SeaChange announces new $4.6M fund to invest in Pacific Northwest startups

Seattle’s SeaChange Fund announced Wednesday that it’s fourth fund has netted $4.6 million, which it will use to power startups in the Pacific Northwest.

Written by Quinten Dol
Published on Jun. 11, 2018
SeaChange announces new $4.6M fund to invest in Pacific Northwest startups
seachange raises $4.6 million for pacific northwest startup investments
image via seachange Fund​​​

Seattle’s SeaChange Fund announced Wednesday that its fourth fund has netted $4.6 million, which it will use to power startups in the Pacific Northwest.

Formerly known as Seattle Angel Fund, this most recent fund is the organization’s largest in its three year history, collecting more capital than its previous two rounds combined. It also managed to acquire the capital in less than three weeks — far less than the six or so months fundraising can often require — indicating heightened excitement around SeaChange’s latest crop of investments.

In a statement, Managing Partner Susan Preston said the fund’s new name “evokes the kinetic and evolving nature of the Pacific Northwest’s widely-reported surge in entrepreneurial activity.”

“SeaChange is excited to be a leader in our region’s early-stage investor community,” the statement continued.

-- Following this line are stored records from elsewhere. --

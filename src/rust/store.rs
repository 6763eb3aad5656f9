use std::collections::HashMap;
use std::fs::File;
use std::io::Read;
use std::path::Path;
use std::sync::Arc;

use log::{debug, info, warn};
use serde::{Deserialize, Serialize};

use crate::classifier::features::normalize_product_type;
use crate::classifier::EngineError;

/// One historical performance observation for a partner on a product line.
#[derive(Debug, Clone, PartialEq, Serialize, Deserialize)]
pub struct PerformanceRecord {
    pub partner_id: String,
    /// Lowercased product type, e.g. `loan` or `credit_card`
    pub product_type: String,
    pub attempts: u32,
    pub successes: u32,
    pub last_weak_topic: String,
    /// Unix seconds. Used to pick the most recent record when a partner has several.
    #[serde(default, skip_serializing_if = "Option::is_none")]
    pub recorded_at: Option<i64>,
}

impl PerformanceRecord {
    /// Creates a validated record.
    ///
    /// # Errors
    /// - `DataError` if the partner id, product type or topic is empty
    /// - `DataError` if `successes` exceeds `attempts`
    pub fn new(
        partner_id: impl Into<String>,
        product_type: &str,
        attempts: u32,
        successes: u32,
        last_weak_topic: impl Into<String>,
    ) -> Result<Self, EngineError> {
        let record = Self {
            partner_id: partner_id.into().trim().to_string(),
            product_type: normalize_product_type(product_type),
            attempts,
            successes,
            last_weak_topic: last_weak_topic.into().trim().to_string(),
            recorded_at: None,
        };
        record.validate()?;
        Ok(record)
    }

    pub fn with_recorded_at(mut self, recorded_at: i64) -> Self {
        self.recorded_at = Some(recorded_at);
        self
    }

    fn validate(&self) -> Result<(), EngineError> {
        if self.partner_id.is_empty() {
            return Err(EngineError::DataError("Partner id cannot be empty".into()));
        }
        if self.product_type.is_empty() {
            return Err(EngineError::DataError(format!(
                "Product type cannot be empty (partner '{}')",
                self.partner_id
            )));
        }
        if self.last_weak_topic.is_empty() {
            return Err(EngineError::DataError(format!(
                "Weak topic cannot be empty (partner '{}')",
                self.partner_id
            )));
        }
        if self.successes > self.attempts {
            return Err(EngineError::DataError(format!(
                "Partner '{}' has {} successes out of {} attempts on '{}'",
                self.partner_id, self.successes, self.attempts, self.product_type
            )));
        }
        Ok(())
    }
}

/// Read-only access to historical performance records.
pub trait PerformanceStore: Send + Sync {
    /// Returns every record for the pair, in dataset order. May be empty.
    fn get_records(&self, partner_id: &str, product_type: &str) -> Vec<PerformanceRecord>;

    /// Returns the record used for feature encoding.
    ///
    /// Policy: the record with the greatest `recorded_at` wins; records without
    /// a timestamp rank below timestamped ones, and ties go to the later row.
    fn latest_record(&self, partner_id: &str, product_type: &str) -> Option<PerformanceRecord> {
        select_latest(self.get_records(partner_id, product_type))
    }
}

pub(crate) fn select_latest(records: Vec<PerformanceRecord>) -> Option<PerformanceRecord> {
    records
        .into_iter()
        .enumerate()
        .max_by_key(|(i, r)| (r.recorded_at, *i))
        .map(|(_, r)| r)
}

/// Cell spellings treated as missing, compared case-insensitively.
const MISSING_MARKERS: [&str; 8] = ["", "nan", "-nan", "na", "n/a", "#n/a", "null", "none"];

fn is_missing(cell: &str) -> bool {
    let cell = cell.trim();
    MISSING_MARKERS.iter().any(|marker| cell.eq_ignore_ascii_case(marker))
}

/// A CSV row before validation. Missing or unparseable cells become `None`
/// and the row is dropped; an unparseable `recorded_at` only loses the timestamp.
#[derive(Debug, Deserialize)]
struct CsvRow {
    #[serde(alias = "partner_id")]
    gp_id: Option<String>,
    product_type: Option<String>,
    #[serde(deserialize_with = "csv::invalid_option")]
    attempts: Option<u32>,
    #[serde(deserialize_with = "csv::invalid_option")]
    successes: Option<u32>,
    last_weak_topic: Option<String>,
    #[serde(default, deserialize_with = "csv::invalid_option")]
    recorded_at: Option<i64>,
}

impl CsvRow {
    fn into_record(self) -> Option<Result<PerformanceRecord, EngineError>> {
        let gp_id = self.gp_id.filter(|s| !is_missing(s))?;
        let product_type = self.product_type.filter(|s| !is_missing(s))?;
        let topic = self.last_weak_topic.filter(|s| !is_missing(s))?;
        let attempts = self.attempts?;
        let successes = self.successes?;

        let recorded_at = self.recorded_at;
        Some(
            PerformanceRecord::new(gp_id, &product_type, attempts, successes, topic).map(|record| {
                match recorded_at {
                    Some(ts) => record.with_recorded_at(ts),
                    None => record,
                }
            }),
        )
    }
}

/// An immutable snapshot of the performance dataset held in memory.
///
/// Cloning is cheap; every clone shares the same snapshot, so concurrent
/// readers always see a consistent view.
#[derive(Debug, Clone, Default)]
pub struct InMemoryPerformanceStore {
    records: Arc<Vec<PerformanceRecord>>,
    index: Arc<HashMap<(String, String), Vec<usize>>>,
}

impl InMemoryPerformanceStore {
    pub fn from_records(records: Vec<PerformanceRecord>) -> Self {
        let mut index: HashMap<(String, String), Vec<usize>> = HashMap::new();
        for (i, record) in records.iter().enumerate() {
            index
                .entry((record.partner_id.clone(), record.product_type.clone()))
                .or_default()
                .push(i);
        }
        Self {
            records: Arc::new(records),
            index: Arc::new(index),
        }
    }

    /// Loads a snapshot from a CSV file with a header row.
    ///
    /// Expected columns: `gp_id` (or `partner_id`), `product_type`, `attempts`,
    /// `successes`, `last_weak_topic` and optionally `recorded_at`.
    ///
    /// # Errors
    /// - `DataError` if the file cannot be opened or parsed
    /// - `DataError` if a complete row has more successes than attempts
    pub fn from_csv_path<P: AsRef<Path>>(path: P) -> Result<Self, EngineError> {
        let path = path.as_ref();
        info!("Loading performance data from {:?}", path);
        let file = File::open(path).map_err(|e| {
            EngineError::DataError(format!("Failed to open dataset {:?}: {}", path, e))
        })?;
        Self::from_csv_reader(file)
    }

    pub fn from_csv_reader<R: Read>(reader: R) -> Result<Self, EngineError> {
        let mut csv_reader = csv::ReaderBuilder::new()
            .trim(csv::Trim::All)
            .from_reader(reader);

        let mut records = Vec::new();
        let mut dropped = 0usize;
        for (line, row) in csv_reader.deserialize::<CsvRow>().enumerate() {
            match row?.into_record() {
                Some(record) => records.push(record?),
                None => {
                    debug!("Dropping incomplete row {}", line + 2);
                    dropped += 1;
                }
            }
        }

        if dropped > 0 {
            warn!("Dropped {} incomplete rows from performance data", dropped);
        }
        info!("Loaded {} performance records", records.len());
        Ok(Self::from_records(records))
    }

    pub fn records(&self) -> &[PerformanceRecord] {
        &self.records
    }

    pub fn len(&self) -> usize {
        self.records.len()
    }

    pub fn is_empty(&self) -> bool {
        self.records.is_empty()
    }

    /// Number of distinct partners in the snapshot.
    pub fn partner_count(&self) -> usize {
        let mut partners: Vec<&str> = self.records.iter().map(|r| r.partner_id.as_str()).collect();
        partners.sort_unstable();
        partners.dedup();
        partners.len()
    }
}

impl PerformanceStore for InMemoryPerformanceStore {
    fn get_records(&self, partner_id: &str, product_type: &str) -> Vec<PerformanceRecord> {
        let key = (partner_id.trim().to_string(), normalize_product_type(product_type));
        self.index
            .get(&key)
            .map(|rows| rows.iter().map(|&i| self.records[i].clone()).collect())
            .unwrap_or_default()
    }
}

The name change reflects the angel fund’s adoption of some venture capital strategies. Preston told Geekwire that SeaChange does group analysis with its angels — who take part in the due diligence process for a month — but also provides a VC-like fund management process.

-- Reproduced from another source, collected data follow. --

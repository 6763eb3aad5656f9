use std::path::PathBuf;
use std::time::Instant;

use anyhow::{bail, Context, Result};
use clap::{Parser, Subcommand};
use log::info;
use microcoach::{artifact, Classifier, Engine, EngineConfig, InMemoryPerformanceStore, Trainer};

#[derive(Parser)]
#[command(author, version, about, long_about = None)]
struct Args {
    #[command(subcommand)]
    command: Command,
}

#[derive(Subcommand)]
enum Command {
    /// Train the weakness classifier and save the artifact
    Train {
        /// Performance dataset (CSV)
        #[arg(long)]
        data: Option<PathBuf>,
        /// Where to write the trained artifact
        #[arg(long)]
        model_out: Option<PathBuf>,
        /// Number of trees in the forest
        #[arg(long)]
        trees: Option<usize>,
        /// Random seed for the split and the forest
        #[arg(long)]
        seed: Option<u64>,
    },
    /// Recommend a micro-training for a partner
    Recommend {
        /// Partner id, e.g. GP001
        #[arg(long)]
        partner: String,
        /// Product line, e.g. loan
        #[arg(long)]
        product: String,
        /// Print the response as JSON
        #[arg(long)]
        json: bool,
    },
    /// Show a summary of a trained artifact
    Info {
        /// Artifact to inspect
        #[arg(long)]
        model: Option<PathBuf>,
    },
}

fn train(
    mut config: EngineConfig,
    data: Option<PathBuf>,
    model_out: Option<PathBuf>,
    trees: Option<usize>,
    seed: Option<u64>,
) -> Result<()> {
    if let Some(data) = data {
        config = config.with_data_path(data);
    }
    if let Some(model_out) = model_out {
        config = config.with_model_path(model_out);
    }
    if let Some(trees) = trees {
        config.trainer.n_trees = trees;
    }
    if let Some(seed) = seed {
        config.trainer.seed = seed;
    }

    let start_time = Instant::now();
    let store = InMemoryPerformanceStore::from_csv_path(&config.data_path)
        .with_context(|| format!("loading {:?}", config.data_path))?;
    let trainer = Trainer::new(config.trainer.clone())?;
    let outcome = trainer.train_and_save(store.records(), &config.model_path)?;

    for warning in &outcome.report.warnings {
        println!("warning: {}", warning);
    }
    println!("{}", outcome.report.classification_report());
    println!("Model saved to {}", config.model_path.display());
    info!("Training finished in {:?}", start_time.elapsed());
    Ok(())
}

fn recommend(config: EngineConfig, partner: &str, product: &str, json: bool) -> Result<()> {
    let engine = Engine::from_config(&config)?;
    let resolution = engine.recommend(partner, product)?;

    if json {
        let response = microcoach::RecommendResponse::from(resolution.recommendation);
        println!("{}", serde_json::to_string_pretty(&response)?);
    } else {
        println!("Topic:     {} ({})", resolution.topic, resolution.source.as_str());
        if let Some(confidence) = resolution.confidence {
            println!("Confidence: {:.2}", confidence);
        }
        println!("Video:     {}", resolution.recommendation.video);
        println!("Tip:       {}", resolution.recommendation.tip);
        println!("Next step: {}", resolution.recommendation.next_step);
    }
    Ok(())
}

fn show_info(config: EngineConfig, model: Option<PathBuf>) -> Result<()> {
    let path = model.unwrap_or(config.model_path);
    if !artifact::verify_model(&path)? {
        bail!("No intact artifact at {}", path.display());
    }
    let classifier = Classifier::load(&path, &config.feature_schema_version)?;
    let info = classifier.info();

    println!("Model:          {}", info.model_path);
    println!("Checksum:       ok");
    println!("Feature schema: {}", info.schema_version);
    println!("Features:       {}", info.feature_names.join(", "));
    println!("Topics:         {}", info.labels.join(", "));
    println!("Trees:          {} (max depth {})", info.num_trees, info.max_tree_depth);
    println!("Train samples:  {}", info.train_samples);
    println!("Created at:     {}", info.created_at);
    Ok(())
}

fn main() -> Result<()> {
    env_logger::init();
    let args = Args::parse();
    let config = EngineConfig::from_env()?;

    match args.command {
        Command::Train {
            data,
            model_out,
            trees,
            seed,
        } => train(config, data, model_out, trees, seed),
        Command::Recommend { partner, product, json } => recommend(config, &partner, &product, json),
        Command::Info { model } => show_info(config, model),
    }
}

SeaChange will use its new capital to invest in up to eight new companies in the coming year, with a typical investment range of $500,000 to $600,000. The fund has contributed over $15 million to a pool of 15 Pacific Northwest startups since its founding in 2015, and says its first fund has already tripled in value for investors.

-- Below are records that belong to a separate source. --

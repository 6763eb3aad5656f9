use std::fs;
use std::path::{Path, PathBuf};

use log;
use serde::{Deserialize, Serialize};
use sha2::{Digest, Sha256};

use crate::classifier::model::TrainedModel;
use crate::classifier::EngineError;

/// On-disk wrapper: the model plus a SHA-256 of its canonical JSON encoding.
#[derive(Serialize, Deserialize)]
struct ArtifactEnvelope {
    sha256: String,
    model: TrainedModel,
}

fn checksum(model: &TrainedModel) -> Result<String, EngineError> {
    let payload = serde_json::to_vec(model)?;
    let mut hasher = Sha256::new();
    hasher.update(&payload);
    Ok(format!("{:x}", hasher.finalize()))
}

fn staging_path(path: &Path) -> PathBuf {
    let mut name = path.file_name().map(|n| n.to_os_string()).unwrap_or_default();
    name.push(".tmp");
    path.with_file_name(name)
}

/// Persists a trained model to `path`.
///
/// The artifact is written to a sibling temporary file and renamed into place,
/// so readers never observe a half-written model.
///
/// # Errors
/// - `PersistenceError` if the directory cannot be created or the file cannot be written
pub fn save_model<P: AsRef<Path>>(model: &TrainedModel, path: P) -> Result<(), EngineError> {
    let path = path.as_ref();
    let envelope = ArtifactEnvelope {
        sha256: checksum(model)?,
        model: model.clone(),
    };

    if let Some(parent) = path.parent().filter(|p| !p.as_os_str().is_empty()) {
        log::info!("Creating model directory at {:?}", parent);
        fs::create_dir_all(parent).map_err(|e| {
            EngineError::PersistenceError(format!("Failed to create {:?}: {}", parent, e))
        })?;
    }

    let bytes = serde_json::to_vec_pretty(&envelope)?;
    let staging = staging_path(path);
    log::info!("Writing {} bytes to {:?}", bytes.len(), staging);
    fs::write(&staging, &bytes).map_err(|e| {
        EngineError::PersistenceError(format!("Failed to write {:?}: {}", staging, e))
    })?;
    fs::rename(&staging, path).map_err(|e| {
        let _ = fs::remove_file(&staging);
        EngineError::PersistenceError(format!("Failed to move artifact into {:?}: {}", path, e))
    })?;

    log::info!("Model artifact saved to {:?} (sha256 {})", path, envelope.sha256);
    Ok(())
}

/// Reads a model back from `path`, verifying its checksum and structure.
///
/// Schema compatibility is checked by the serving wrapper, not here.
///
/// # Errors
/// - `ModelNotFound` if nothing exists at `path`
/// - `ChecksumMismatch` if the contents were altered after saving
/// - `PersistenceError` if the file is unreadable or malformed
pub fn load_model<P: AsRef<Path>>(path: P) -> Result<TrainedModel, EngineError> {
    let path = path.as_ref();
    if !path.exists() {
        return Err(EngineError::ModelNotFound(path.display().to_string()));
    }

    log::info!("Reading model artifact from {:?}", path);
    let bytes = fs::read(path)
        .map_err(|e| EngineError::PersistenceError(format!("Failed to read {:?}: {}", path, e)))?;
    let envelope: ArtifactEnvelope = serde_json::from_slice(&bytes)?;

    let actual = checksum(&envelope.model)?;
    log::debug!("Calculated hash: {}", actual);
    log::debug!("Expected hash:   {}", envelope.sha256);
    if actual != envelope.sha256 {
        log::error!("Model artifact hash mismatch: expected {}, got {}", envelope.sha256, actual);
        return Err(EngineError::ChecksumMismatch {
            expected: envelope.sha256,
            actual,
        });
    }

    envelope.model.validate()?;
    Ok(envelope.model)
}

/// Returns `Ok(false)` when the artifact is missing or fails its checksum.
pub fn verify_model<P: AsRef<Path>>(path: P) -> Result<bool, EngineError> {
    match load_model(path) {
        Ok(_) => Ok(true),
        Err(EngineError::ModelNotFound(_)) | Err(EngineError::ChecksumMismatch { .. }) => Ok(false),
        Err(e) => Err(e),
    }
}

/// Deletes the artifact at `path` if one exists.
pub fn remove_model<P: AsRef<Path>>(path: P) -> Result<(), EngineError> {
    let path = path.as_ref();
    if path.exists() {
        fs::remove_file(path)?;
    }
    Ok(())
}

One of the fund’s earliest portfolio startups, C-SATS, was acquired by Johnson & Johnson earlier this year. Founded in 2014 by a team of biostatisticians, surgeons and engineers from the University of Washington, the company provides a performance management system for medical professionals. Other notable portfolio companies include BluHaptics, Ad Lightning, Aqueduct, Format Health, BigLeaf, Utrip and Keepe.

“We’re proud of the high level of success in our investments to date,” Preston said in the statement. “We call our investment model the Rule of One: one investor as a single point of contact, one month of due diligence, then one large check for the chosen startups.”